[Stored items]
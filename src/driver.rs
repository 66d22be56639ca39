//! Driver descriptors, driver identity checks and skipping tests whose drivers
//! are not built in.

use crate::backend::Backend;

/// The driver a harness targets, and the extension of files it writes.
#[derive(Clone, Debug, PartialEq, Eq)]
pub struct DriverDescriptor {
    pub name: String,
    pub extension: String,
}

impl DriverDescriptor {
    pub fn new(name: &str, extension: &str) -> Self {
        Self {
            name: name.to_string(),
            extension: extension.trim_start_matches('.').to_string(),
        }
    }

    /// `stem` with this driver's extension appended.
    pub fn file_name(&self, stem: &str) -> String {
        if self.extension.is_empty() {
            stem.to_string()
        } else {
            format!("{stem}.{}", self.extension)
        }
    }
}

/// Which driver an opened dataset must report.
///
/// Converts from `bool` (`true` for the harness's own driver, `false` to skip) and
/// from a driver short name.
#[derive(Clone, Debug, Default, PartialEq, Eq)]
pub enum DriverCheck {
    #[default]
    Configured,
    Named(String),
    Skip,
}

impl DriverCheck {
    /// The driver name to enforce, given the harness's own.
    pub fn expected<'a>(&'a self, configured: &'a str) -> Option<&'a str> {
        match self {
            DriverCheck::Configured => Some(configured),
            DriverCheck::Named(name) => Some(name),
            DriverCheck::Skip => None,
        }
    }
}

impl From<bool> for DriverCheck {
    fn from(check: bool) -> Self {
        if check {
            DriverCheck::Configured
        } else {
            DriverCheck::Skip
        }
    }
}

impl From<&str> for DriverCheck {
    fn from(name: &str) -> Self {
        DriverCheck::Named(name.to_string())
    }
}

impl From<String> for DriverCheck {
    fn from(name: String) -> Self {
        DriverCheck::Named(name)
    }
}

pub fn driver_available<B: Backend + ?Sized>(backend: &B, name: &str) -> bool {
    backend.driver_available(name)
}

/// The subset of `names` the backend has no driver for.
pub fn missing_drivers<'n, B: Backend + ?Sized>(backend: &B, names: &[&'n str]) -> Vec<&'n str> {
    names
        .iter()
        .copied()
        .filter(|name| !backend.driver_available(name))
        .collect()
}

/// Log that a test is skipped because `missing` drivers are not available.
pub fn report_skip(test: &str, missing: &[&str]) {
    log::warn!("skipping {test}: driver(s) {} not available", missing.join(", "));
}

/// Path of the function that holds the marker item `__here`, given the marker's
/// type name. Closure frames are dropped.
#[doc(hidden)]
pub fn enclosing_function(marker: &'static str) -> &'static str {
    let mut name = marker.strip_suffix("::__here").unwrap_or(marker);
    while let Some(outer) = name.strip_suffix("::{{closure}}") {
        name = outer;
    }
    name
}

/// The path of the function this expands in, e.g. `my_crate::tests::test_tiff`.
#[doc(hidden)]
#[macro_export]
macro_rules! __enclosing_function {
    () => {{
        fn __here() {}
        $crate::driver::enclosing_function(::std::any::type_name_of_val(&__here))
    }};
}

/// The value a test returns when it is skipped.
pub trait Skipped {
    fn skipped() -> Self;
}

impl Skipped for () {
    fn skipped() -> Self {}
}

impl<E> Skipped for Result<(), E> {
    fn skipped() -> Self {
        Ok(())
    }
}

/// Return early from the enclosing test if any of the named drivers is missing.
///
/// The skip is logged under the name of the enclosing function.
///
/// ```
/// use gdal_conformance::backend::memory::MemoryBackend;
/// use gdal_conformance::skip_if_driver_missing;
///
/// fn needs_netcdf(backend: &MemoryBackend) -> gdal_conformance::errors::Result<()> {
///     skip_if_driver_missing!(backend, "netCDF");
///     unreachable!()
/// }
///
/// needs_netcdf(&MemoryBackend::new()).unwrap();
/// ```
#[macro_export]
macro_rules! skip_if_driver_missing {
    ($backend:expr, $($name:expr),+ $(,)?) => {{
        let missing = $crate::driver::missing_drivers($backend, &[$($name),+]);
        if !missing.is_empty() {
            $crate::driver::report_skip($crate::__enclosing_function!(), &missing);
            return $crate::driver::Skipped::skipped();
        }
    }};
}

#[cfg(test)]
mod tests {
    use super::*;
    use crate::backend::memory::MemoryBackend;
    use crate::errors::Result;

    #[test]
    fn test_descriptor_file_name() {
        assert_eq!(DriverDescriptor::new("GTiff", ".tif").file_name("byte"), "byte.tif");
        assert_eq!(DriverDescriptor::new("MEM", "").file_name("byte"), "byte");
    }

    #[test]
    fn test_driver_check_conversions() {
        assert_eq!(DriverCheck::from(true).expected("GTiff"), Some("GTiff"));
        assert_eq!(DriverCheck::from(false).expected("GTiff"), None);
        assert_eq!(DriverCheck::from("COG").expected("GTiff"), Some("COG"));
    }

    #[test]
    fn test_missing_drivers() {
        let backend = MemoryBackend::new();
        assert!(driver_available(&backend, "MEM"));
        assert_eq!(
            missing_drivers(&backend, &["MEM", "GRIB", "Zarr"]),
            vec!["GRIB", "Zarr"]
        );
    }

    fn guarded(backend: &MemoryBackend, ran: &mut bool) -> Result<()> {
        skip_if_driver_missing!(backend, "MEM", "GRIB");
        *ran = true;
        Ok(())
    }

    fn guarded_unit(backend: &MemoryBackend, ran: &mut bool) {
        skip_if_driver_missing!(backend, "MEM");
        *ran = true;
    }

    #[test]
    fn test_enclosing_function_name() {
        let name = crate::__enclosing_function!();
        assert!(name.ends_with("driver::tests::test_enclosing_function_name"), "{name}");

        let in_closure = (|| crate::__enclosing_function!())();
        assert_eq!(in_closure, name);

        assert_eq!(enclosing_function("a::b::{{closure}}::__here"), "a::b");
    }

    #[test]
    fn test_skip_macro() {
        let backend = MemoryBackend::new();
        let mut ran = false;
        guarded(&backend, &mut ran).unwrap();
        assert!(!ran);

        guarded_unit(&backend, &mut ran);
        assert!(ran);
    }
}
==
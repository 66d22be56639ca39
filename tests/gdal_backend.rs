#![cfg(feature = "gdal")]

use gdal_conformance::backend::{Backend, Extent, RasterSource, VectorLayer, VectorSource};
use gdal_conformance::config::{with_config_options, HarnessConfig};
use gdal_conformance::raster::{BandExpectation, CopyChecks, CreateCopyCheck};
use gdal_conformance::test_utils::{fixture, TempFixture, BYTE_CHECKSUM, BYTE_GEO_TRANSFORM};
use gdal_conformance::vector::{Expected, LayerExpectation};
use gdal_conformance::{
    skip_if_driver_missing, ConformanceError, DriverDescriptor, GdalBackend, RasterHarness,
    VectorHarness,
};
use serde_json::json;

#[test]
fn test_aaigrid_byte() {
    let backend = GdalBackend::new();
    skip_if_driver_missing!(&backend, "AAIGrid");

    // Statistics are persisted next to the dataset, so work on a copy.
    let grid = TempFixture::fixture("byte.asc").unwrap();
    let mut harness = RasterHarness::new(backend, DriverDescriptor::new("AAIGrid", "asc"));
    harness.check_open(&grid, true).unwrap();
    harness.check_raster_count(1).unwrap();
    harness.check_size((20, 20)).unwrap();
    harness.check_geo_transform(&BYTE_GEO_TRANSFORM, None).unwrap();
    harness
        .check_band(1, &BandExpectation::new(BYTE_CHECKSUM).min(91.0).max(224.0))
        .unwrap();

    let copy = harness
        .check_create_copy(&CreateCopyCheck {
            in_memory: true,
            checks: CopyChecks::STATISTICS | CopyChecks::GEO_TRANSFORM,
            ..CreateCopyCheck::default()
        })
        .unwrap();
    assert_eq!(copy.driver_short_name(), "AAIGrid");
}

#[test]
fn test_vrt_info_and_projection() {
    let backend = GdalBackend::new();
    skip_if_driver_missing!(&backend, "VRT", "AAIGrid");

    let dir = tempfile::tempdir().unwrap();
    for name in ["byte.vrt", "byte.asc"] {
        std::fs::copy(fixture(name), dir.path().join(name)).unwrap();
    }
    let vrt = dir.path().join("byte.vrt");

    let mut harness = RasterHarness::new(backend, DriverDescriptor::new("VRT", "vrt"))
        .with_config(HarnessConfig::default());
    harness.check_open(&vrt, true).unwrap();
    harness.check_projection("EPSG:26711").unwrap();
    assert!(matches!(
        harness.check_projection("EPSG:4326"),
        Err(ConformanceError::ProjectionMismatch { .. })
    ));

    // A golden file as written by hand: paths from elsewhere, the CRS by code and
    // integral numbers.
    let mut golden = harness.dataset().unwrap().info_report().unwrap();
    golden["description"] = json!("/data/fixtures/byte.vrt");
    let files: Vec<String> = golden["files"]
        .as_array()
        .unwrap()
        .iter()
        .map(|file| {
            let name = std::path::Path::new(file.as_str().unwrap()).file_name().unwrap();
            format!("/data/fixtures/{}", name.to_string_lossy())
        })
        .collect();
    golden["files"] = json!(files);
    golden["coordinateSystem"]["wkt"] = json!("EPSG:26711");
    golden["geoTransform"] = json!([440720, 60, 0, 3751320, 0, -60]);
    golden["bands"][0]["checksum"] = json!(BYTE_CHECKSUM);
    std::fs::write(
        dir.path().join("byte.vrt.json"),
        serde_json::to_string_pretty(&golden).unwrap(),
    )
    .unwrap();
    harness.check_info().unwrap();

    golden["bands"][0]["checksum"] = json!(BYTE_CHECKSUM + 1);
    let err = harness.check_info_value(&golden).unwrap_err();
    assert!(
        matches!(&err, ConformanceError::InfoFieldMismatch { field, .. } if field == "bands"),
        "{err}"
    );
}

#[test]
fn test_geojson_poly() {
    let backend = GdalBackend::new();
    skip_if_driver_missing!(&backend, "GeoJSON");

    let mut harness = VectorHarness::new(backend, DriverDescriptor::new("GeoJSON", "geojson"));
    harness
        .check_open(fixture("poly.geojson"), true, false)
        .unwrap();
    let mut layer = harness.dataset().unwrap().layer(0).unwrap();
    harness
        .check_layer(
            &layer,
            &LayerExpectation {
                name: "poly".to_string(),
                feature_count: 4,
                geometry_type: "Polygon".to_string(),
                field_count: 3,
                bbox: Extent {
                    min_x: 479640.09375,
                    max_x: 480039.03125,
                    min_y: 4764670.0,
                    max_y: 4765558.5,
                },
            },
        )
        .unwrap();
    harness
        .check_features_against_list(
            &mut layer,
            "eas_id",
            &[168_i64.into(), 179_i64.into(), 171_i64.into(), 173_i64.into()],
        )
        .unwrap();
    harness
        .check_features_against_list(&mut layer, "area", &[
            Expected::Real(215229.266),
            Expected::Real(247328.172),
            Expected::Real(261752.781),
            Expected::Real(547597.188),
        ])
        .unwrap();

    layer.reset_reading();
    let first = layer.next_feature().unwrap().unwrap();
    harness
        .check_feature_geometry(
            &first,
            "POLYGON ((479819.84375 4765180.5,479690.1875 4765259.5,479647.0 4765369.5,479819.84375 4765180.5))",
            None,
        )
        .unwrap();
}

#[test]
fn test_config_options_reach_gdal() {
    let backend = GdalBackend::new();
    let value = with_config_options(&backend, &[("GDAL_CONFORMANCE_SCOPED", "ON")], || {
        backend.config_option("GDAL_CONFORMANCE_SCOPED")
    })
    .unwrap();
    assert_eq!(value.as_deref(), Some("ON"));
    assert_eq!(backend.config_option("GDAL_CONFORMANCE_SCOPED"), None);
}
---
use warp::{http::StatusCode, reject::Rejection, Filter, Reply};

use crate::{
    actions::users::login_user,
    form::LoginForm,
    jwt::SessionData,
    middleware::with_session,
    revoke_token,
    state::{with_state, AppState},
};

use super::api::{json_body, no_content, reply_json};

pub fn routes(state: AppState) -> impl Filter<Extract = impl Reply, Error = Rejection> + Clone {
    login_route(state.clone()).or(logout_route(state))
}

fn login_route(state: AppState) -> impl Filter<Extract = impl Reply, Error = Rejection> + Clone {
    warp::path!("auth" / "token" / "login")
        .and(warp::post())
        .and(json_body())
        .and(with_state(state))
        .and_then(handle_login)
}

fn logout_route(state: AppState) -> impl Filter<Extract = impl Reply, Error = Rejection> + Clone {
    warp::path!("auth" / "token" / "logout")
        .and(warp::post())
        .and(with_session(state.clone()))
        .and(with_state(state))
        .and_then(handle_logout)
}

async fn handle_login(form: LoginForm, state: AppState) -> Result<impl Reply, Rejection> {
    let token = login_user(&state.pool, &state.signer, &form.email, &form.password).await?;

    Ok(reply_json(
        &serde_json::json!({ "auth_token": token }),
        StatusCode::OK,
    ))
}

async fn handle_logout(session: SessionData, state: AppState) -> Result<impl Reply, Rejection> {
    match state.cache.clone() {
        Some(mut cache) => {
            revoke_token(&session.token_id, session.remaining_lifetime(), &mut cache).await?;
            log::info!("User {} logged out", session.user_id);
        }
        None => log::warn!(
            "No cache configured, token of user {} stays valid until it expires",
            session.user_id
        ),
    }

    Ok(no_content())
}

* **Work instruction**
Check each line of the entries above for the word "Real". List the ones that have it.

* **Answer**
            Expected::Real(215229.266),
            Expected::Real(247328.172),
            Expected::Real(261752.781),
            Expected::Real(547597.188),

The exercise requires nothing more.